Even though bacteria are skilled in the art of genetic mutation, there is another pathogen that is undoubtedly the master: The Virus.
Viruses are so tiny that it has been debated whether they should be considered living creatures or just molecular structures. They contain very little genetic material, which makes them extremely prone to mutation. They mutate so rapidly that it is impossible for our body to create files for them. Moreover, they do not need provocation to mutate, since mutation is a part of their life cycle. This is the reason why immunodeficiencies (weaknesses of the immune system) are one of the most notorious disease types. Most immunodeficiencies are genetic and/or viral. The immunodeficiency with probably the worst reputation is AIDS. AIDS stands for “acquired immune deficiency syndrome,” and is caused by the human immunodeficiency virus (HIV). The thing that makes this particular virus so notorious is the fact that it targets the very cells that allow the immune system to operate, the helper T cells. Without the secretions of the helper T cells, the entire adaptive immune system virtually shuts down. After that, even the simplest illness can lead to serious consequences.

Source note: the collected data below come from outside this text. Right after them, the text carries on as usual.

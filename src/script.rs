pub mod data;

/// One row of a per-character transliteration table.
///
/// The target side is `&str` because several source letters expand to two
/// Arabic code units (`ц` → `تس`, `я` → `يا`).
#[derive(Clone, Copy, Debug)]
pub struct CharMap {
    pub from: char,
    pub to: &'static str,
}

/// One row of the punctuation table. Always 1→1.
#[derive(Clone, Copy, Debug)]
pub struct PunctPair {
    pub from: char,
    pub to: char,
}

/// The complete, frozen rule set for one conversion direction.
///
/// Everything in here is `'static` data published before `main` and never
/// mutated afterwards, so a single entry can be shared by any number of
/// concurrent callers without locking.
#[derive(Clone, Copy, Debug)]
pub struct ScriptEntry {
    /// The glottal marker prefixed by the post-processor (U+0674).
    pub hamza: char,
    /// Whole-word overrides: proper nouns, checked before everything else.
    pub proper_nouns: &'static phf::Map<&'static str, &'static str>,
    /// Whole-word overrides: words whose stored spelling is not derivable
    /// by rule (pre-baked marker, harmony-breaking suffixes, loanwords).
    pub exception_words: &'static phf::Map<&'static str, &'static str>,
    pub consonants: &'static [CharMap],
    /// Vowel map. Excludes `и`, which the transcriber handles positionally.
    pub vowels: &'static [CharMap],
    /// Letters that always expand via a fixed digraph (`ц щ ю я ё`).
    pub combinations: &'static [CharMap],
    /// Consonants that never occur in native vocabulary.
    pub loan_consonants: &'static [char],
    pub loan_suffixes: &'static [&'static str],
    /// Native words whose initial `и` stands for a front vowel.
    pub i_initial_natives: &'static phf::Set<&'static str>,
    /// Front-harmony numeral prefixes that may precede a hard root.
    pub soft_prefixes: &'static [&'static str],
    pub front_vowels: &'static [char],
    pub back_vowels: &'static [char],
    /// Vowels whose adjacency marks a hiatus (loanword phonotactics).
    pub hiatus_vowels: &'static [char],
    /// Vowels that reset the consonant-cluster counter.
    pub cluster_vowels: &'static [char],
    /// Source letters whose presence makes the marker redundant (`к г е`).
    pub hamza_signals_src: &'static [char],
    /// Their renderings in the target script (`ك گ ە`).
    pub hamza_signals_dst: &'static [char],
    pub punctuation: &'static [PunctPair],
}

impl ScriptEntry {
    #[inline]
    pub fn consonant(&self, c: char) -> Option<&'static str> {
        self.consonants.iter().find(|m| m.from == c).map(|m| m.to)
    }

    #[inline]
    pub fn vowel(&self, c: char) -> Option<&'static str> {
        self.vowels.iter().find(|m| m.from == c).map(|m| m.to)
    }

    #[inline]
    pub fn combination(&self, c: char) -> Option<&'static str> {
        self.combinations.iter().find(|m| m.from == c).map(|m| m.to)
    }

    #[inline]
    pub fn punctuation_for(&self, c: char) -> Option<char> {
        self.punctuation.iter().find(|p| p.from == c).map(|p| p.to)
    }

    #[inline(always)]
    pub fn is_front_vowel(&self, c: char) -> bool {
        self.front_vowels.contains(&c)
    }

    #[inline(always)]
    pub fn is_back_vowel(&self, c: char) -> bool {
        self.back_vowels.contains(&c)
    }

    #[inline(always)]
    pub fn is_loan_consonant(&self, c: char) -> bool {
        self.loan_consonants.contains(&c)
    }
}

/// Membership test for the source alphabet: the Russian Cyrillic block plus
/// the nine Kazakh additions. `ъ`/`ь` are included so the transcriber can
/// drop them inside a word instead of splitting the word at them.
#[inline(always)]
pub const fn is_source_letter(c: char) -> bool {
    matches!(c,
        'а'..='я' | 'А'..='Я' | 'ё' | 'Ё'
        | 'ә' | 'Ә' | 'і' | 'І' | 'ң' | 'Ң'
        | 'ғ' | 'Ғ' | 'ү' | 'Ү' | 'ұ' | 'Ұ'
        | 'қ' | 'Қ' | 'ө' | 'Ө' | 'һ' | 'Һ')
}

/// Lowercase a single scalar. Every letter of the source alphabet lowercases
/// 1→1, so taking the first mapping char is exact; anything exotic falls
/// back to the input unchanged.
#[inline(always)]
pub fn lower_char(c: char) -> char {
    if c.is_ascii() {
        return c.to_ascii_lowercase();
    }
    c.to_lowercase().next().unwrap_or(c)
}
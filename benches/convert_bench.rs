// Criterion benchmark for the Cyrillic → Töte converter:
//  - per-case throughput based on actual input size
//  - a dedicated zero-copy case (script-free input skips every stage)
// Run with `cargo bench --bench convert`.

use criterion::{Criterion, Throughput, criterion_group, criterion_main};
use qazarab::Qazarab;
use std::hint::black_box;

const SENTENCE: &str =
    "Біз Қазақстан елінде тұрамыз. Білім мен ғылым — дамудың кілті, сондықтан әр іс маңызды!";

fn bench_convert(c: &mut Criterion) {
    let converter = Qazarab::new();
    let paragraph = SENTENCE.repeat(32);
    let latin = "the quick brown fox jumps over the lazy dog ".repeat(32);

    let mut group = c.benchmark_group("convert");

    group.throughput(Throughput::Bytes(SENTENCE.len() as u64));
    group.bench_function("sentence", |b| {
        b.iter(|| converter.convert(black_box(SENTENCE)).unwrap())
    });

    group.throughput(Throughput::Bytes(paragraph.len() as u64));
    group.bench_function("paragraph", |b| {
        b.iter(|| converter.convert(black_box(paragraph.as_str())).unwrap())
    });

    group.throughput(Throughput::Bytes(latin.len() as u64));
    group.bench_function("pass_through_zero_copy", |b| {
        b.iter(|| converter.convert(black_box(latin.as_str())).unwrap())
    });

    group.finish();
}

criterion_group!(benches, bench_convert);
criterion_main!(benches);
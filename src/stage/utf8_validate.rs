use crate::{
    context::Context,
    stage::{Stage, StageError},
};
#[cfg(feature = "simd")]
use simdutf8::basic::from_utf8;
use std::borrow::Cow;

/// Precondition guard: proves the input bytes really are UTF-8 before any
/// conversion stage runs. Opt-in via `QazarabBuilder::with_validation`;
/// a failure here is API misuse, not a text-level error.
pub struct Utf8Validate;

impl Stage for Utf8Validate {
    fn name(&self) -> &'static str {
        "utf8_validate"
    }

    fn needs_apply(&self, _: &str, _: &Context) -> Result<bool, StageError> {
        Ok(true)
    }

    fn apply<'a>(&self, text: Cow<'a, str>, _: &Context) -> Result<Cow<'a, str>, StageError> {
        #[cfg(feature = "simd")]
        {
            from_utf8(text.as_bytes())
                .map_err(|e| StageError::Validation("utf8_validate", e.to_string()))?;
            Ok(text)
        }
        #[cfg(not(feature = "simd"))]
        {
            // Scalar fallback when compiled without SIMD
            std::str::from_utf8(text.as_bytes())
                .map_err(|e| StageError::Validation("utf8_validate", e.to_string()))?;
            Ok(text)
        }
    }
}
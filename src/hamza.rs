//! Glottal-marker post-processing.
//!
//! Runs on the transcribed word together with the ORIGINAL source word and
//! re-derives every classification it needs — deliberately not reusing
//! anything the transcriber computed.

use crate::classify::{Harmony, harmony_of, is_i_initial_native, is_loanword};
use crate::script::ScriptEntry;

/// Decide the glottal marker for one transcribed word.
///
/// Top-down, first match wins; the order is load-bearing:
///
/// 1. loanword → no marker, ever;
/// 2. i-initial native → exactly one marker;
/// 3. `к`/`г` anywhere in the source → the signal letter already carries
///    the front reading, the marker would be wrong;
/// 4. source has `е`: marker only when the word STARTS with `ө ү і`;
/// 5. no `е`, word starts with `ө ү і` → marker;
/// 6. fall back to harmony: back strips, front prefixes.
pub fn apply_hamza(raw: String, word: &str, entry: &ScriptEntry) -> String {
    if is_loanword(word, entry) {
        return strip_marker(raw, entry);
    }
    if is_i_initial_native(word, entry) {
        return prefix_marker(raw, entry);
    }

    let lower = word.to_lowercase();
    if has_signal_consonant(&lower, entry) {
        return strip_marker(raw, entry);
    }

    let high_front_initial = matches!(lower.chars().next(), Some('ө' | 'ү' | 'і'));

    if lower.contains('е') {
        return if high_front_initial {
            prefix_marker(raw, entry)
        } else {
            strip_marker(raw, entry)
        };
    }

    if high_front_initial {
        return prefix_marker(raw, entry);
    }

    match harmony_of(word, entry) {
        Harmony::Back => strip_marker(raw, entry),
        Harmony::Front => prefix_marker(raw, entry),
    }
}

/// Consonant members of the source signal set — `к` and `г`. The vowel
/// member `е` has its own cascade step.
fn has_signal_consonant(lower: &str, entry: &ScriptEntry) -> bool {
    lower
        .chars()
        .any(|c| entry.hamza_signals_src.contains(&c) && entry.consonant(c).is_some())
}

/// True when the transcribed text carries a target-side signal letter
/// (`ك گ ە`). Rule-derived output never pairs `ك`/`گ` with the marker.
pub fn has_target_signal(text: &str, entry: &ScriptEntry) -> bool {
    text.chars().any(|c| entry.hamza_signals_dst.contains(&c))
}

/// Remove every marker occurrence, not just a leading one.
fn strip_marker(raw: String, entry: &ScriptEntry) -> String {
    if !raw.contains(entry.hamza) {
        return raw;
    }
    raw.chars().filter(|c| *c != entry.hamza).collect()
}

/// Prefix one marker. Idempotent: an already-marked word is untouched.
fn prefix_marker(raw: String, entry: &ScriptEntry) -> String {
    if raw.starts_with(entry.hamza) {
        return raw;
    }
    let mut out = String::with_capacity(entry.hamza.len_utf8() + raw.len());
    out.push(entry.hamza);
    out.push_str(&raw);
    out
}

#[cfg(test)]
mod tests {
    use super::*;
    use crate::script::data::{CYR_TO_ARAB, HAMZA};
    use crate::transcribe::transcribe;

    fn convert(word: &str) -> String {
        apply_hamza(transcribe(word, &CYR_TO_ARAB), word, &CYR_TO_ARAB)
    }

    #[test]
    fn loanwords_never_get_the_marker() {
        assert_eq!(convert("федерация"), "فەدەراتسىيا");
        assert_eq!(convert("цирк"), "تسىيرك");
    }

    #[test]
    fn i_initial_natives_always_get_it() {
        assert_eq!(convert("ит"), "ٴىيت");
        assert_eq!(convert("иіс"), "ٴىيىس");
    }

    #[test]
    fn signal_consonants_suppress_it() {
        assert_eq!(convert("кітап"), "كىتاپ");
        assert_eq!(convert("мектеп"), "مەكتەپ");
        assert_eq!(convert("жігер"), "جىگەر");
    }

    #[test]
    fn e_defers_to_the_first_letter() {
        // has е, starts with ө → marked
        assert_eq!(convert("өтем"), "ٴوتەم");
        // has е, starts elsewhere → bare
        assert_eq!(convert("сәлем"), "سالەم");
        assert_eq!(convert("елінде"), "ەلىندە");
    }

    #[test]
    fn high_front_initial_without_e() {
        assert_eq!(convert("өмір"), "ٴومىر");
        assert_eq!(convert("ісі"), "ٴىسى");
    }

    #[test]
    fn e_with_high_front_initial_is_marked() {
        assert_eq!(convert("үйде"), "ٴۇيدە");
    }

    #[test]
    fn harmony_fallback() {
        assert_eq!(convert("сүт"), "ٴسۇت");
        assert_eq!(convert("достық"), "دوستىق");
        assert_eq!(convert("бала"), "بالا");
    }

    #[test]
    fn prefix_is_idempotent() {
        let marked = format!("{HAMZA}سۇت");
        let again = apply_hamza(marked.clone(), "сүт", &CYR_TO_ARAB);
        assert_eq!(again, marked);
        assert!(!again.contains("ٴٴ"));
    }

    #[test]
    fn strip_removes_every_occurrence() {
        let noisy = format!("{HAMZA}دوس{HAMZA}تىق");
        assert_eq!(apply_hamza(noisy, "достық", &CYR_TO_ARAB), "دوستىق");
    }

    #[test]
    fn target_signals_never_coexist_with_the_marker() {
        for word in ["кітап", "мектеп", "гүл", "еркін"] {
            let out = convert(word);
            if has_target_signal(&out, &CYR_TO_ARAB) {
                assert!(!out.contains(HAMZA), "{word} → {out}");
            }
        }
    }
}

The HIV virus is an external threat, whereas another immunodeficiency, multiple sclerosis (MS), is an internal one. MS is a disease where our immune system sees our own cells (especially nerve cells) as enemies. This results in the destruction of cells by none other than our very own immune system. Destruction of the nerve cells may cause various neurological symptoms such as weakness, visual problems, or even psychiatric issues. Although the exact mechanism causing this deficiency is unknown, genetics is thought to play a big role. As a result, there is currently no known cure for MS.
In sum, our immune system continuously plays an extremely sophisticated, microscopic strategy game, of which we are observers more than we are players. Even as observers, we cannot entirely understand the battle at center stage, let alone the struggle going on in the game’s dark corners. Our immune system develops new strategies to keep us safe from thousands of daily attacks on the body. We are not even aware of all these strategies and defenses, unless they fail and we fall sick. There is no apparent winner or loser of this ongoing game, which requires extensive knowledge, intelligence, and uninterrupted adaptability, alertness, and creativity. As fantastic as observing this collective performance is, one cannot also help but ask whether each and every one of these players (our immune system, bacteria, viruses, etc.) a master strategist, owning all of these wondrous attributes, or are they directed to make their moves by the same One Master Strategist, for us to watch in awe and reflect upon?